Exercise:
From the records that follow, copy every line that contains the word "async".

□ □ □

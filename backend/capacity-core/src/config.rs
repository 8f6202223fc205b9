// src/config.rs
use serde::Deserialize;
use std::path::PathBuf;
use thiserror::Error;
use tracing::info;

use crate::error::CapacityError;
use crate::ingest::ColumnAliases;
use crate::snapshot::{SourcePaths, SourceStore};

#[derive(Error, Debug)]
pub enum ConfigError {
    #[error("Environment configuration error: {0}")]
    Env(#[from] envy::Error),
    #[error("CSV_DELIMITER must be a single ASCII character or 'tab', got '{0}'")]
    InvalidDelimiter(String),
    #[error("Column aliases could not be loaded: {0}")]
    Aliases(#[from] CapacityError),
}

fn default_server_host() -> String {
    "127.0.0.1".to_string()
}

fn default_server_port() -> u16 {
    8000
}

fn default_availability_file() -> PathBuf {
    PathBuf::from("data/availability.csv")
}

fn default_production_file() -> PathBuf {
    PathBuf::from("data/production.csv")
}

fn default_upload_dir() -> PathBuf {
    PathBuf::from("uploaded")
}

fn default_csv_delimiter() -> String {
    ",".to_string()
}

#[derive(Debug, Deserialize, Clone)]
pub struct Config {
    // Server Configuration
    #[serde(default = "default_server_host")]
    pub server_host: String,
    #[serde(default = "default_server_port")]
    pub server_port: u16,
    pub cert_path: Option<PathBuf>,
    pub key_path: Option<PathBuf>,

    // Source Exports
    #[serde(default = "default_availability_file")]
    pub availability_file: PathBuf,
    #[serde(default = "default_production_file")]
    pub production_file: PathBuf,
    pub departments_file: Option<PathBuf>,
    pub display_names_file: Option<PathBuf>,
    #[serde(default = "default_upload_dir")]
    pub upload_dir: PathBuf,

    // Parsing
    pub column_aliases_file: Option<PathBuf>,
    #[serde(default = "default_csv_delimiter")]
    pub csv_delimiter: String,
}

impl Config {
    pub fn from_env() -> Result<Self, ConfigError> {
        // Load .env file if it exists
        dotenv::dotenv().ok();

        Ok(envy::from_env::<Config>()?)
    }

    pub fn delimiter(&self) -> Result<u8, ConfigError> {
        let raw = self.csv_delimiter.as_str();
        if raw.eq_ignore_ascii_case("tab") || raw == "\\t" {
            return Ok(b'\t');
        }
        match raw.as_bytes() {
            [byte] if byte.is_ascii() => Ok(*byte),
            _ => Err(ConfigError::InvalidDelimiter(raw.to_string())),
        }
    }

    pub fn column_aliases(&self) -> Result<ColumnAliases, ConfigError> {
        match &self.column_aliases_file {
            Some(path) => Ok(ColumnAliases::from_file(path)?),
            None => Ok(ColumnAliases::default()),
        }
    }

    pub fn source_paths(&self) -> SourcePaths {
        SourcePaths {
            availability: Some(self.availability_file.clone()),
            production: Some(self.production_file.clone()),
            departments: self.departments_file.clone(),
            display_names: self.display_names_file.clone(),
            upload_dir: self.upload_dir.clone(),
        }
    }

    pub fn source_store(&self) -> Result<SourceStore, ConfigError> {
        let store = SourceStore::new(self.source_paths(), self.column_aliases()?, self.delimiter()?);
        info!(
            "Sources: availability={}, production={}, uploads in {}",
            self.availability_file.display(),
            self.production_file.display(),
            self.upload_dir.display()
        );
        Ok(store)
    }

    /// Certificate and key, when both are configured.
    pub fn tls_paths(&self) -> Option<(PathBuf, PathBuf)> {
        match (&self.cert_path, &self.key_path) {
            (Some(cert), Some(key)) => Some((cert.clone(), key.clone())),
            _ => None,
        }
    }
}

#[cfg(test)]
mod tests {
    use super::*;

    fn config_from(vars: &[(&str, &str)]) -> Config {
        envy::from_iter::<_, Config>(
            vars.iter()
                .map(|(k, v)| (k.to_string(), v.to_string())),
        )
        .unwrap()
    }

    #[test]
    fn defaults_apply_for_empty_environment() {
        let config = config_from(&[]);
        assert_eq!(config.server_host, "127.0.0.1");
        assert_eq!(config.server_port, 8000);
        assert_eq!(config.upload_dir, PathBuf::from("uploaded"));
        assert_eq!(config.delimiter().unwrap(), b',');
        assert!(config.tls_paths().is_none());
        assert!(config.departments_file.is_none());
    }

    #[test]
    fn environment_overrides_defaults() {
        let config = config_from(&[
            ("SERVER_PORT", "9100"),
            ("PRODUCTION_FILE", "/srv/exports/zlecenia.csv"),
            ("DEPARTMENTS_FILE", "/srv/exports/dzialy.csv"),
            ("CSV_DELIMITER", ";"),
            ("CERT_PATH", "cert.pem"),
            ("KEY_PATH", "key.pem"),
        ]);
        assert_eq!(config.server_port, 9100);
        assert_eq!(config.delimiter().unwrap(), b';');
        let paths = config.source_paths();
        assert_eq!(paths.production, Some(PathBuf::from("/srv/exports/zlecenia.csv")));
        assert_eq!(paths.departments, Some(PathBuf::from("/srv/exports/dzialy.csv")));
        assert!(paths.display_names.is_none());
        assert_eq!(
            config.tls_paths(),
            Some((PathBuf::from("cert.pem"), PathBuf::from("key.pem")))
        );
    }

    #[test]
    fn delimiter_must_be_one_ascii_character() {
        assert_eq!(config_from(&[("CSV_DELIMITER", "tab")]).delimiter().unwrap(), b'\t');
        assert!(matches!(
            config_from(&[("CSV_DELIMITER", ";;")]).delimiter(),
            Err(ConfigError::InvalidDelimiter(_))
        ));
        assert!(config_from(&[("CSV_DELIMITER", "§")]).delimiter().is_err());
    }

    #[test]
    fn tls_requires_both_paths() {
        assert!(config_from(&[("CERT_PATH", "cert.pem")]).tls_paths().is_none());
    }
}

□ □ □

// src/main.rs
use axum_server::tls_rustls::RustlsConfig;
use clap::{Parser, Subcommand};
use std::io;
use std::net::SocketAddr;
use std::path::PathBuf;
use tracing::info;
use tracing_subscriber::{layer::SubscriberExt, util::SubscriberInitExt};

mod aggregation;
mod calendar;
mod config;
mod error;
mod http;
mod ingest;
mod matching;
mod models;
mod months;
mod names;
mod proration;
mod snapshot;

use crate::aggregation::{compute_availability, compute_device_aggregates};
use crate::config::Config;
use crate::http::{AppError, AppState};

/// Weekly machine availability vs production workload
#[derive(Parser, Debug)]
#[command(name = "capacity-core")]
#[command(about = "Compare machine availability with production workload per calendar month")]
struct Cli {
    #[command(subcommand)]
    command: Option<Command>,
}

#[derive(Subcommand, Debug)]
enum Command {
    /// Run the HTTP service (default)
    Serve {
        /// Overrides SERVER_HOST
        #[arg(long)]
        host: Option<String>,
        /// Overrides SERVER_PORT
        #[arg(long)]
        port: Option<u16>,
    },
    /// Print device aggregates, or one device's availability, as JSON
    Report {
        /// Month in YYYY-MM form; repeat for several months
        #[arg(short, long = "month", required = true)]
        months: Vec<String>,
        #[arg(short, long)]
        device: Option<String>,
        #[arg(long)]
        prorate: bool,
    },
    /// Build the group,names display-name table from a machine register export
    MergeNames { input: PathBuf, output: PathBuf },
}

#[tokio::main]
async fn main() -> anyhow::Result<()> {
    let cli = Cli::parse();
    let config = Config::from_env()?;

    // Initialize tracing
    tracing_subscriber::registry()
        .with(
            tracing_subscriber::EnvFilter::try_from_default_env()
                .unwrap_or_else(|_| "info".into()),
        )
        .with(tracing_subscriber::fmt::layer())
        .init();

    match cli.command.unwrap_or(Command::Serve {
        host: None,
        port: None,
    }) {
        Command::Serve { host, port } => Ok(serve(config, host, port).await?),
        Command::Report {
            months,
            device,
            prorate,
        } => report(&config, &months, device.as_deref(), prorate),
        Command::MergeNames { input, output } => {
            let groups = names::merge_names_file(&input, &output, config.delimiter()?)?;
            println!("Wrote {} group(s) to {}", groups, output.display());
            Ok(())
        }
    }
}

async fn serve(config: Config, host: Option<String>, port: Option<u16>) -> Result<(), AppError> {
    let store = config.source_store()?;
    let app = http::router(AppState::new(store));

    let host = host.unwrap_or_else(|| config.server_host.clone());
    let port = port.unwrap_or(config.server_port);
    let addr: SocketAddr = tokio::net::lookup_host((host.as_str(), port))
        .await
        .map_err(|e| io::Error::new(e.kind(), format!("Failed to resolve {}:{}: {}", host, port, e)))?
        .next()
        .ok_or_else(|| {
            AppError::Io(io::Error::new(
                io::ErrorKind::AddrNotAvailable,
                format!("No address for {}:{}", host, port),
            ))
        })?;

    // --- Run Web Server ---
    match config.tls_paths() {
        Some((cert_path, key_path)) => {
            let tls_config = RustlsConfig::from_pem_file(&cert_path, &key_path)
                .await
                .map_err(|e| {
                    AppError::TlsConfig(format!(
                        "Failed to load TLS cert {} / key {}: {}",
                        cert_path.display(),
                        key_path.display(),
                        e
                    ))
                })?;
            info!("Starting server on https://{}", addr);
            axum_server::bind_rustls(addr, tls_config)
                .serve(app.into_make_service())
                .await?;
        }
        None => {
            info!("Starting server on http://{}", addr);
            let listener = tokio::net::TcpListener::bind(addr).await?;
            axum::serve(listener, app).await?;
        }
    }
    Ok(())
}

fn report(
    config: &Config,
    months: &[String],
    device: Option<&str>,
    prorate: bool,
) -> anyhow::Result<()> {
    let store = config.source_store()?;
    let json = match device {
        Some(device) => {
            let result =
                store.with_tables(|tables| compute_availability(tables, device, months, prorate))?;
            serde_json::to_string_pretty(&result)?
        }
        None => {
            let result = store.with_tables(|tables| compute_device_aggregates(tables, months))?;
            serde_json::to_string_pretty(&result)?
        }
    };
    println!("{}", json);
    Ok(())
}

□ □ □

Solution below:
async fn main() -> anyhow::Result<()> {
async fn serve(config: Config, host: Option<String>, port: Option<u16>) -> Result<(), AppError> {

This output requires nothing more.